> _What is being asked_
Please reproduce exactly the lines from the start of the records through the one containing "pass through unchanged.", and nothing more.
------
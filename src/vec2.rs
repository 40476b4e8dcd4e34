use serde::{Deserialize, Serialize};
use std::ops::{Add, AddAssign, Mul, Sub};

/// Value-semantic 2D vector used for positions, velocities, and thrust genes.
#[derive(Debug, Clone, Copy, PartialEq, Default, Serialize, Deserialize)]
pub struct Vec2 {
    pub x: f64,
    pub y: f64,
}

impl Vec2 {
    pub const ZERO: Self = Self { x: 0.0, y: 0.0 };

    pub const fn new(x: f64, y: f64) -> Self {
        Self { x, y }
    }

    /// Builds a vector from polar coordinates.
    pub fn from_angle(angle: f64, magnitude: f64) -> Self {
        Self {
            x: magnitude * angle.cos(),
            y: magnitude * angle.sin(),
        }
    }

    pub fn length(self) -> f64 {
        self.x.hypot(self.y)
    }

    pub fn distance(self, other: Self) -> f64 {
        (self - other).length()
    }

    /// Returns the vector with its magnitude capped at `max`. Shorter vectors
    /// pass through unchanged.
    pub fn limit(self, max: f64) -> Self {
        let len = self.length();
        if len > max {
            self * (max / len)
        } else {
            self
        }
    }
}

impl Add for Vec2 {
    type Output = Self;

    fn add(self, rhs: Self) -> Self {
        Self::new(self.x + rhs.x, self.y + rhs.y)
    }
}

impl AddAssign for Vec2 {
    fn add_assign(&mut self, rhs: Self) {
        self.x += rhs.x;
        self.y += rhs.y;
    }
}

impl Sub for Vec2 {
    type Output = Self;

    fn sub(self, rhs: Self) -> Self {
        Self::new(self.x - rhs.x, self.y - rhs.y)
    }
}

impl Mul<f64> for Vec2 {
    type Output = Self;

    fn mul(self, rhs: f64) -> Self {
        Self::new(self.x * rhs, self.y * rhs)
    }
}

#[cfg(test)]
mod tests {
    use super::*;
    use std::f64::consts::FRAC_PI_2;

    #[test]
    fn from_angle_has_requested_magnitude() {
        let v = Vec2::from_angle(FRAC_PI_2, 3.0);
        assert!((v.length() - 3.0).abs() < 1e-12);
        assert!(v.x.abs() < 1e-12);
        assert!((v.y - 3.0).abs() < 1e-12);
    }

    #[test]
    fn limit_caps_long_vectors_and_keeps_short_ones() {
        let long = Vec2::new(6.0, 8.0).limit(5.0);
        assert!((long.length() - 5.0).abs() < 1e-12);
        // Direction is preserved.
        assert!((long.x / long.y - 6.0 / 8.0).abs() < 1e-12);

        let short = Vec2::new(1.0, 1.0);
        assert_eq!(short.limit(5.0), short);
    }

    #[test]
    fn distance_is_symmetric() {
        let a = Vec2::new(1.0, 2.0);
        let b = Vec2::new(4.0, 6.0);
        assert!((a.distance(b) - 5.0).abs() < 1e-12);
        assert_eq!(a.distance(b), b.distance(a));
    }
}
//! Test doubles for the collaborator traits.

use crate::{
    ApplicationError, Clock, IdentityProvider, KeyValueStore, PayloadEncoder, RecordIdGenerator,
};
use async_trait::async_trait;
use domain::{DomainError, RecordFields};
use std::collections::{HashMap, HashSet, VecDeque};
use std::sync::Mutex;
use std::sync::atomic::{AtomicBool, AtomicU64, AtomicUsize, Ordering};
use tokio::sync::Barrier;

struct ReadGate {
    key: String,
    parties: usize,
    arrived: AtomicUsize,
    barrier: Barrier,
}

/// In-memory store with fault injection.
#[derive(Default)]
pub struct FakeStore {
    values: Mutex<HashMap<String, Vec<u8>>>,
    fail_get: Mutex<HashSet<String>>,
    fail_set: Mutex<HashSet<String>>,
    cas: bool,
    lose_cas: AtomicBool,
    sets: AtomicUsize,
    gate: Mutex<Option<std::sync::Arc<ReadGate>>>,
}

impl FakeStore {
    pub fn new() -> Self {
        Self::default()
    }

    pub fn with_compare_and_swap() -> Self {
        Self {
            cas: true,
            ..Self::default()
        }
    }

    pub fn put(&self, key: &str, value: &[u8]) {
        self.values
            .lock()
            .unwrap()
            .insert(key.to_string(), value.to_vec());
    }

    pub fn raw(&self, key: &str) -> Vec<u8> {
        self.values
            .lock()
            .unwrap()
            .get(key)
            .cloned()
            .unwrap_or_default()
    }

    pub fn contains(&self, key: &str) -> bool {
        self.values.lock().unwrap().contains_key(key)
    }

    pub fn fail_get_on(&self, key: &str) {
        self.fail_get.lock().unwrap().insert(key.to_string());
    }

    pub fn fail_set_on(&self, key: &str) {
        self.fail_set.lock().unwrap().insert(key.to_string());
    }

    pub fn heal(&self) {
        self.fail_get.lock().unwrap().clear();
        self.fail_set.lock().unwrap().clear();
    }

    pub fn always_lose_cas(&self) {
        self.lose_cas.store(true, Ordering::SeqCst);
    }

    pub fn set_count(&self) -> usize {
        self.sets.load(Ordering::SeqCst)
    }

    /// The first `parties` reads of `key` each capture the value and then wait
    /// until all of them have read, forcing a read-read-write-write interleaving.
    pub fn gate_reads_of(&self, key: &str, parties: usize) {
        *self.gate.lock().unwrap() = Some(std::sync::Arc::new(ReadGate {
            key: key.to_string(),
            parties,
            arrived: AtomicUsize::new(0),
            barrier: Barrier::new(parties),
        }));
    }

    fn check(&self, failing: &Mutex<HashSet<String>>, key: &str) -> Result<(), ApplicationError> {
        if failing.lock().unwrap().contains(key) {
            return Err(ApplicationError::StoreUnavailable {
                key: key.to_string(),
                reason: "injected failure".to_string(),
            });
        }
        Ok(())
    }
}

#[async_trait]
impl KeyValueStore for FakeStore {
    async fn get(&self, key: &str) -> Result<Vec<u8>, ApplicationError> {
        self.check(&self.fail_get, key)?;
        let value = self.raw(key);
        let gate = self.gate.lock().unwrap().clone();
        if let Some(gate) = gate {
            if gate.key == key && gate.arrived.fetch_add(1, Ordering::SeqCst) < gate.parties {
                gate.barrier.wait().await;
            }
        }
        Ok(value)
    }

    async fn set(&self, key: &str, value: &[u8]) -> Result<(), ApplicationError> {
        self.check(&self.fail_set, key)?;
        self.sets.fetch_add(1, Ordering::SeqCst);
        self.put(key, value);
        Ok(())
    }

    fn supports_compare_and_swap(&self) -> bool {
        self.cas
    }

    async fn compare_and_swap(
        &self,
        key: &str,
        expected: &[u8],
        value: &[u8],
    ) -> Result<bool, ApplicationError> {
        self.check(&self.fail_set, key)?;
        if self.lose_cas.load(Ordering::SeqCst) {
            return Ok(false);
        }
        let mut values = self.values.lock().unwrap();
        let current = values.get(key).map(Vec::as_slice).unwrap_or_default();
        if current != expected {
            return Ok(false);
        }
        values.insert(key.to_string(), value.to_vec());
        self.sets.fetch_add(1, Ordering::SeqCst);
        Ok(true)
    }
}

pub struct FixedIdentity(pub Option<String>);

#[async_trait]
impl IdentityProvider for FixedIdentity {
    async fn current_identity(&self) -> Option<String> {
        self.0.clone()
    }
}

pub struct FixedClock(pub AtomicU64);

impl FixedClock {
    pub fn at_secs(secs: u64) -> Self {
        Self(AtomicU64::new(secs * 1000))
    }

    pub fn set_secs(&self, secs: u64) {
        self.0.store(secs * 1000, Ordering::SeqCst);
    }
}

impl Clock for FixedClock {
    fn now_millis(&self) -> u64 {
        self.0.load(Ordering::SeqCst)
    }
}

/// Hands out queued suffixes, then numbered ones.
#[derive(Default)]
pub struct ScriptedIds {
    queued: Mutex<VecDeque<String>>,
    counter: AtomicUsize,
}

impl ScriptedIds {
    pub fn queue(suffixes: &[&str]) -> Self {
        Self {
            queued: Mutex::new(suffixes.iter().map(|s| s.to_string()).collect()),
            counter: AtomicUsize::new(0),
        }
    }
}

impl RecordIdGenerator for ScriptedIds {
    fn suffix(&self) -> String {
        if let Some(next) = self.queued.lock().unwrap().pop_front() {
            return next;
        }
        format!("s{:06}", self.counter.fetch_add(1, Ordering::SeqCst))
    }
}

/// Reversible "encoding" with a switch to make it fail.
#[derive(Default)]
pub struct TaggedJsonEncoder {
    pub broken: bool,
}

impl PayloadEncoder for TaggedJsonEncoder {
    fn encode(&self, fields: &RecordFields) -> Result<String, DomainError> {
        if self.broken {
            return Err(DomainError::Encoding("encoder offline".to_string()));
        }
        let json = serde_json::to_string(fields).map_err(|e| DomainError::Encoding(e.to_string()))?;
        Ok(format!("ENC-{}", json))
    }

    fn decode(&self, payload: &str) -> Result<RecordFields, DomainError> {
        let json = payload
            .strip_prefix("ENC-")
            .ok_or_else(|| DomainError::Encoding("missing ENC- prefix".to_string()))?;
        serde_json::from_str(json).map_err(|e| DomainError::Encoding(e.to_string()))
    }
}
------
> _Result_
filename src/vec2.rs
repository 40476b4e8dcd4e34
use serde::{Deserialize, Serialize};
use std::ops::{Add, AddAssign, Mul, Sub};

/// Value-semantic 2D vector used for positions, velocities, and thrust genes.
#[derive(Debug, Clone, Copy, PartialEq, Default, Serialize, Deserialize)]
pub struct Vec2 {
    pub x: f64,
    pub y: f64,
}

impl Vec2 {
    pub const ZERO: Self = Self { x: 0.0, y: 0.0 };

    pub const fn new(x: f64, y: f64) -> Self {
        Self { x, y }
    }

    /// Builds a vector from polar coordinates.
    pub fn from_angle(angle: f64, magnitude: f64) -> Self {
        Self {
            x: magnitude * angle.cos(),
            y: magnitude * angle.sin(),
        }
    }

    pub fn length(self) -> f64 {
        self.x.hypot(self.y)
    }

    pub fn distance(self, other: Self) -> f64 {
        (self - other).length()
    }

    /// Returns the vector with its magnitude capped at `max`. Shorter vectors
    /// pass through unchanged.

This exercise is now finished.